Cooks gave the docents an overview of black art’s presence – or absence – in major art institutions, then delivered a talk for the general public on Saturday morning at the Regional Arts Commission.

“Visiting and working in mainstream museums, I found the regular omission of art on view by African and African-American people. And when there was work of African-American artists or exhibits on view, I noticed a few other things,” Cooks said.

“First, black artists are featured in museums within group exhibitions about being black. It was rare to see black artists in thematic or stylistic exhibitions. And when their art was on display, the object label for work by black artists stated that they were black.”

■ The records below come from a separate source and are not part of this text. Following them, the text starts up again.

//! Environment-driven configuration, loaded once at startup.

use std::env;

use anyhow::{bail, Context, Result};
use log::warn;

use crate::appsheet::AppSheetCredentials;

/// Which messaging channel this instance serves.
#[derive(Debug, Clone, Copy, PartialEq, Eq)]
pub enum Channel {
    /// Twilio WhatsApp webhook (HTTP in, TwiML out). The default.
    WhatsApp,
    /// Telegram long polling via teloxide.
    Telegram,
}

#[derive(Debug, Clone)]
pub struct Config {
    pub channel: Channel,
    /// Webhook listen port (WhatsApp channel only).
    pub port: u16,
    /// Backend credentials. `None` disables every remote call: searches
    /// come back empty and order writes fail.
    pub appsheet: Option<AppSheetCredentials>,
    /// Required for the Telegram channel, unused otherwise.
    pub telegram_token: Option<String>,
    /// Contact handle for the "talk to a human" branch. `None` turns that
    /// branch into an apology.
    pub advisor_contact: Option<String>,
}

impl Config {
    pub fn from_env() -> Result<Self> {
        let channel = match env::var("CHANNEL").ok().as_deref() {
            None | Some("whatsapp") => Channel::WhatsApp,
            Some("telegram") => Channel::Telegram,
            Some(other) => bail!("CHANNEL must be \"whatsapp\" or \"telegram\", got \"{other}\""),
        };

        let port = match env::var("PORT") {
            Ok(raw) => raw.parse::<u16>().context("PORT must be a port number")?,
            Err(_) => 3000,
        };

        let appsheet = match (env::var("APPSHEET_APP_ID"), env::var("APPSHEET_ACCESS_KEY")) {
            (Ok(app_id), Ok(access_key)) => Some(AppSheetCredentials { app_id, access_key }),
            _ => None,
        };

        let advisor_contact = env::var("ADVISOR_CONTACT").ok().filter(|v| !v.is_empty());
        if advisor_contact.is_none() {
            warn!("ADVISOR_CONTACT is not set; the advisor branch will apologize instead");
        }

        Ok(Self {
            channel,
            port,
            appsheet,
            telegram_token: env::var("TELEGRAM_BOT_TOKEN").ok(),
            advisor_contact,
        })
    }
}
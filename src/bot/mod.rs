//! Channel adapters translating between the messaging providers and the
//! channel-agnostic conversation flow.
//!
//! - `webhook`: Twilio WhatsApp webhook (form fields in, TwiML out)
//! - `telegram`: teloxide long-polling dispatcher

pub mod telegram;
pub mod webhook;
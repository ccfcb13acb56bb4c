//! Conversation state machine: one inbound message in, one reply out.
//!
//! `handle_turn` advances a session through the scripted flow (main menu,
//! customer data, product search, quantity entry, finalization, FAQ lookup,
//! advisor handoff). `process_message` is the turn driver that owns session
//! lifecycle and the fatal-error fallback.

use anyhow::Result;
use tracing::{error, info};

use crate::appsheet::{Backend, Product};
use crate::localization::{t, t_args};
use crate::matching;
use crate::orders::{self, format_money, Order};
use crate::session::{ConversationState, Session, SessionStore};
use crate::text_processing::normalize;

/// Channel-agnostic outbound reply. Channel adapters render it as TwiML or
/// as a Telegram send call.
#[derive(Debug, Clone, PartialEq)]
pub struct Reply {
    pub text: String,
}

impl Reply {
    fn new(text: impl Into<String>) -> Self {
        Self { text: text.into() }
    }
}

/// Result of one state-machine step.
#[derive(Debug)]
pub struct TurnOutcome {
    pub reply: Reply,
    /// Terminal turn: the session must be discarded.
    pub end_session: bool,
}

impl TurnOutcome {
    fn stay(text: impl Into<String>) -> Self {
        Self {
            reply: Reply::new(text),
            end_session: false,
        }
    }

    fn end(text: impl Into<String>) -> Self {
        Self {
            reply: Reply::new(text),
            end_session: true,
        }
    }
}

/// Shared collaborators for every turn: the session repository, the remote
/// backend, and the optional advisor contact handle.
pub struct AppContext {
    pub sessions: Box<dyn SessionStore>,
    pub backend: Box<dyn Backend>,
    pub advisor_contact: Option<String>,
}

/// Process one inbound message end to end: load the session, run the state
/// machine, persist or drop the session, and return the reply text.
///
/// Any error escaping the turn is logged, answered with a generic apology,
/// and the session is removed so the user starts over.
pub async fn process_message(ctx: &AppContext, conversation_id: &str, text: &str) -> String {
    let mut session = ctx.sessions.load_or_create(conversation_id).await;

    match handle_turn(
        &mut session,
        text,
        ctx.backend.as_ref(),
        ctx.advisor_contact.as_deref(),
    )
    .await
    {
        Ok(outcome) => {
            if outcome.end_session {
                info!(conversation_id = %conversation_id, "Conversation finished");
                ctx.sessions.remove(conversation_id).await;
            } else {
                ctx.sessions.save(conversation_id, session).await;
            }
            outcome.reply.text
        }
        Err(e) => {
            error!(conversation_id = %conversation_id, error = %e, "Turn failed; resetting session");
            ctx.sessions.remove(conversation_id).await;
            t("fatal-error")
        }
    }
}

/// Advance the conversation one step. Consumes the trimmed input, produces
/// exactly one reply, and may mutate the order or call the matchers and the
/// order writer.
pub async fn handle_turn(
    session: &mut Session,
    input: &str,
    backend: &dyn Backend,
    advisor_contact: Option<&str>,
) -> Result<TurnOutcome> {
    let input = input.trim();
    // Commands compare on normalized text so MENÚ, Menú and menu all match.
    // Free-text fields keep the trimmed original.
    let command = normalize(input);

    if command == "menu" && !matches!(session.state, ConversationState::AwaitingStart) {
        session.state = ConversationState::AwaitingMainMenu;
        return Ok(TurnOutcome::stay(t("main-menu")));
    }

    let outcome = match session.state.clone() {
        ConversationState::AwaitingStart => {
            if command == "hola" || command == "/start" {
                session.state = ConversationState::AwaitingMainMenu;
                TurnOutcome::stay(t("main-menu"))
            } else {
                TurnOutcome::stay(t("start-prompt"))
            }
        }

        ConversationState::AwaitingMainMenu => match command.as_str() {
            "1" => {
                session.state = ConversationState::AwaitingName;
                TurnOutcome::stay(t("ask-name"))
            }
            "2" => {
                session.state = ConversationState::AwaitingFaqQuestion;
                TurnOutcome::stay(t("faq-prompt"))
            }
            "3" => advisor_handoff(advisor_contact),
            "fin" => TurnOutcome::end(t("farewell")),
            _ => TurnOutcome::stay(t("menu-invalid")),
        },

        ConversationState::AwaitingName => {
            if input.is_empty() {
                TurnOutcome::stay(t("ask-name"))
            } else {
                session.order.customer_name = input.to_string();
                session.state = ConversationState::AwaitingAddress;
                TurnOutcome::stay(t("ask-address"))
            }
        }

        ConversationState::AwaitingAddress => {
            if input.is_empty() {
                TurnOutcome::stay(t("ask-address"))
            } else {
                session.order.address = input.to_string();
                session.state = ConversationState::AwaitingPhone;
                TurnOutcome::stay(t("ask-phone"))
            }
        }

        ConversationState::AwaitingPhone => {
            if input.is_empty() {
                TurnOutcome::stay(t("ask-phone"))
            } else {
                session.order.phone = input.to_string();
                session.state = ConversationState::AwaitingProduct;
                TurnOutcome::stay(t("ask-product"))
            }
        }

        ConversationState::AwaitingProduct => {
            if command == "fin" {
                finalize_order(&session.order, backend).await
            } else if input.is_empty() {
                TurnOutcome::stay(t("product-prompt"))
            } else {
                handle_product_search(session, backend, input).await
            }
        }

        ConversationState::AwaitingProductChoice { matches } => match command.parse::<usize>() {
            Ok(choice) if (1..=matches.len()).contains(&choice) => {
                let selected = matches[choice - 1].clone();
                let reply = t_args("product-chosen", &[("name", selected.name.as_str())]);
                session.state = ConversationState::AwaitingQuantity { selected, matches };
                TurnOutcome::stay(reply)
            }
            _ => TurnOutcome::stay(t("product-choice-invalid")),
        },

        ConversationState::AwaitingQuantity { selected, matches } => {
            match command.parse::<i64>() {
                Ok(quantity) if quantity > 0 => {
                    let line_value =
                        session
                            .order
                            .add_item(&selected.name, quantity, selected.unit_value);
                    let summary = t_args(
                        "item-added",
                        &[
                            ("name", selected.name.as_str()),
                            ("quantity", &quantity.to_string()),
                            ("unit", &format_money(selected.unit_value)),
                            ("line", &format_money(line_value)),
                            ("total", &format_money(session.order.total)),
                        ],
                    );

                    if matches.len() > 1 {
                        let follow_up = t("another-from-list");
                        session.state = ConversationState::AwaitingAnotherFromList { matches };
                        TurnOutcome::stay(format!("{summary}\n\n{follow_up}"))
                    } else {
                        session.state = ConversationState::AwaitingProduct;
                        TurnOutcome::stay(format!("{summary}\n\n{}", t("ask-another-product")))
                    }
                }
                _ => TurnOutcome::stay(t("quantity-invalid")),
            }
        }

        ConversationState::AwaitingAnotherFromList { matches } => {
            if command == "fin" {
                finalize_order(&session.order, backend).await
            } else if command == "no" {
                session.state = ConversationState::AwaitingProduct;
                TurnOutcome::stay(t("product-prompt"))
            } else {
                match command.parse::<usize>() {
                    Ok(choice) if (1..=matches.len()).contains(&choice) => {
                        let selected = matches[choice - 1].clone();
                        let reply = t_args("product-chosen", &[("name", selected.name.as_str())]);
                        session.state = ConversationState::AwaitingQuantity { selected, matches };
                        TurnOutcome::stay(reply)
                    }
                    _ => TurnOutcome::stay(t("another-from-list-invalid")),
                }
            }
        }

        ConversationState::AwaitingFaqQuestion => {
            if input.is_empty() {
                TurnOutcome::stay(t("faq-prompt"))
            } else {
                match matching::find_faq_answer(backend, input).await {
                    Some(answer) => {
                        TurnOutcome::stay(format!("{answer}\n\n{}", t("faq-followup")))
                    }
                    None => {
                        session.state = ConversationState::AwaitingFaqRetryChoice;
                        TurnOutcome::stay(t("faq-no-match"))
                    }
                }
            }
        }

        ConversationState::AwaitingFaqRetryChoice => match command.as_str() {
            "1" | "si" => {
                session.state = ConversationState::AwaitingFaqQuestion;
                TurnOutcome::stay(t("faq-retry"))
            }
            "2" => advisor_handoff(advisor_contact),
            _ => TurnOutcome::stay(t("faq-retry-invalid")),
        },
    };

    Ok(outcome)
}

/// Run the product matcher and move the session according to the match
/// count: zero keeps asking, one auto-selects, several present a list.
async fn handle_product_search(
    session: &mut Session,
    backend: &dyn Backend,
    query: &str,
) -> TurnOutcome {
    let products = matching::find_products(backend, query).await;

    match products.len() {
        0 => TurnOutcome::stay(t_args("product-not-found", &[("query", query)])),
        1 => {
            let selected = products[0].clone();
            let reply = t_args(
                "product-single-found",
                &[
                    ("name", selected.name.as_str()),
                    ("price", &format_money(selected.unit_value)),
                ],
            );
            session.state = ConversationState::AwaitingQuantity {
                selected,
                matches: products,
            };
            TurnOutcome::stay(reply)
        }
        _ => {
            let reply = format!("{}\n\n{}", t("product-list-header"), product_list(&products));
            session.state = ConversationState::AwaitingProductChoice { matches: products };
            TurnOutcome::stay(reply)
        }
    }
}

/// Render the 1-indexed candidate list the user picks from.
fn product_list(products: &[Product]) -> String {
    products
        .iter()
        .enumerate()
        .map(|(index, product)| {
            format!(
                "*{}.* {} - ${}",
                index + 1,
                product.name,
                format_money(product.unit_value)
            )
        })
        .collect::<Vec<_>>()
        .join("\n")
}

fn advisor_handoff(advisor_contact: Option<&str>) -> TurnOutcome {
    match advisor_contact {
        Some(contact) => TurnOutcome::end(t_args("advisor-contact", &[("contact", contact)])),
        None => TurnOutcome::stay(t("advisor-unavailable")),
    }
}

/// Finalize the order: empty orders send the "nothing added" message without
/// touching the backend; otherwise the order is written and the user gets
/// the full summary or a failure notice. Terminal either way.
async fn finalize_order(order: &Order, backend: &dyn Backend) -> TurnOutcome {
    if order.items.is_empty() {
        return TurnOutcome::end(t("order-empty"));
    }

    if !orders::save_order(backend, order).await {
        return TurnOutcome::end(t("order-failed"));
    }

    TurnOutcome::end(order_summary(order))
}

fn order_summary(order: &Order) -> String {
    let mut summary = format!(
        "{}\n\n{}\n\n{}\n- Nombre: {}\n- Dirección: {}\n- Celular: {}\n\n{}\n",
        t("order-success-title"),
        t("order-summary-header"),
        t("order-customer-header"),
        order.customer_name,
        order.address,
        order.phone,
        t("order-products-header"),
    );

    for item in &order.items {
        summary.push_str(&format!(
            "- {} (x{}) - *${}*\n",
            item.product_name,
            item.quantity,
            format_money(item.line_value)
        ));
    }

    summary.push_str(&format!(
        "\n{}\n\n{}",
        t_args("order-total", &[("total", format_money(order.total).as_str())]),
        t("order-thanks"),
    ));

    summary
}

She started with Negro Art Week exhibition in 1927, said to be the first exhibit of African and African-American art by a major museum. A collaboration between the Chicago Institute of Art and the Chicago Women’s club (an all-white organization), the exhibit was housed in the children’s museum. Artists were asked to “conform as near as possible to the standards set by regular art museum exhibitions and exhibition gallery,” Cooks said.

Cooks discussed the assumed inferiority imposed on artists of color that persists to the present day and the struggle for black artists to coexist, express themselves and be appreciated alongside their contemporaries.

She stressed that black artists and their work must be included in mainstream museums beyond racially designated exhibits or Black History Month programs.

Franklin brought the point back home to St. Louis and its mainstream art museum.

“If we get into this as an institution – I know we don’t do this, but I’m making a point – by highlighting black artists only to the black community, then that’s not good either,” Franklin said. “Because the white students, the Asians and the elderly also need to know.”